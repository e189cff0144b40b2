//! The seam between the node and the external mesh protocol stack.
//!
//! Everything below the access layer (provisioning, encryption, relay,
//! segmentation) belongs to a vendor stack. The node drives it through
//! [`MeshStack`] and receives inbound traffic as [`StackEvent`]s.

pub mod composition;
pub mod event;
pub mod types;

pub use composition::{
    AutoRespond, Composition, ConfigServerSettings, Element, Retransmit, StackModel,
};
pub use event::StackEvent;
pub use types::{
    Bearers, DeviceIdentity, MessageContext, ModelHandle, ModelId, ModelTable, Opcode, ProvBearer,
    ADDR_UNASSIGNED, DEFAULT_TTL, PRIMARY_APP_IDX, PRIMARY_NET_IDX,
};

use async_trait::async_trait;

use crate::error::StackError;

/// Operations the node drives on the external mesh stack.
///
/// Production implementations wrap a vendor protocol engine; tests
/// substitute an in-memory double. All methods take `&self` so one
/// instance can be shared behind an [`Arc`](std::sync::Arc).
#[async_trait]
pub trait MeshStack: Send + Sync {
    /// Bluetooth device address, used to derive the device UUID.
    fn device_address(&self) -> [u8; 6];

    /// Registers the provisioning identity and composition data. Called
    /// once, before [`enable_provisioning`](Self::enable_provisioning).
    async fn initialize(
        &self,
        identity: &DeviceIdentity,
        composition: &Composition,
    ) -> Result<(), StackError>;

    /// Starts advertising as an unprovisioned device on the given bearers.
    async fn enable_provisioning(&self, bearers: Bearers) -> Result<(), StackError>;

    /// Transmits one access-layer message from the given model slot.
    async fn send_message(
        &self,
        model: ModelHandle,
        ctx: MessageContext,
        opcode: Opcode,
        payload: &[u8],
    ) -> Result<(), StackError>;
}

——————

__PROBLEM DETAILS__. An exact repetition of the material above is required, from its first line through the line holding "drives it through", with nothing added.

__TASK OUTPUT__.
repository e189cff0144b40b2
//! The seam between the node and the external mesh protocol stack.
//!
//! Everything below the access layer (provisioning, encryption, relay,
//! segmentation) belongs to a vendor stack. The node drives it through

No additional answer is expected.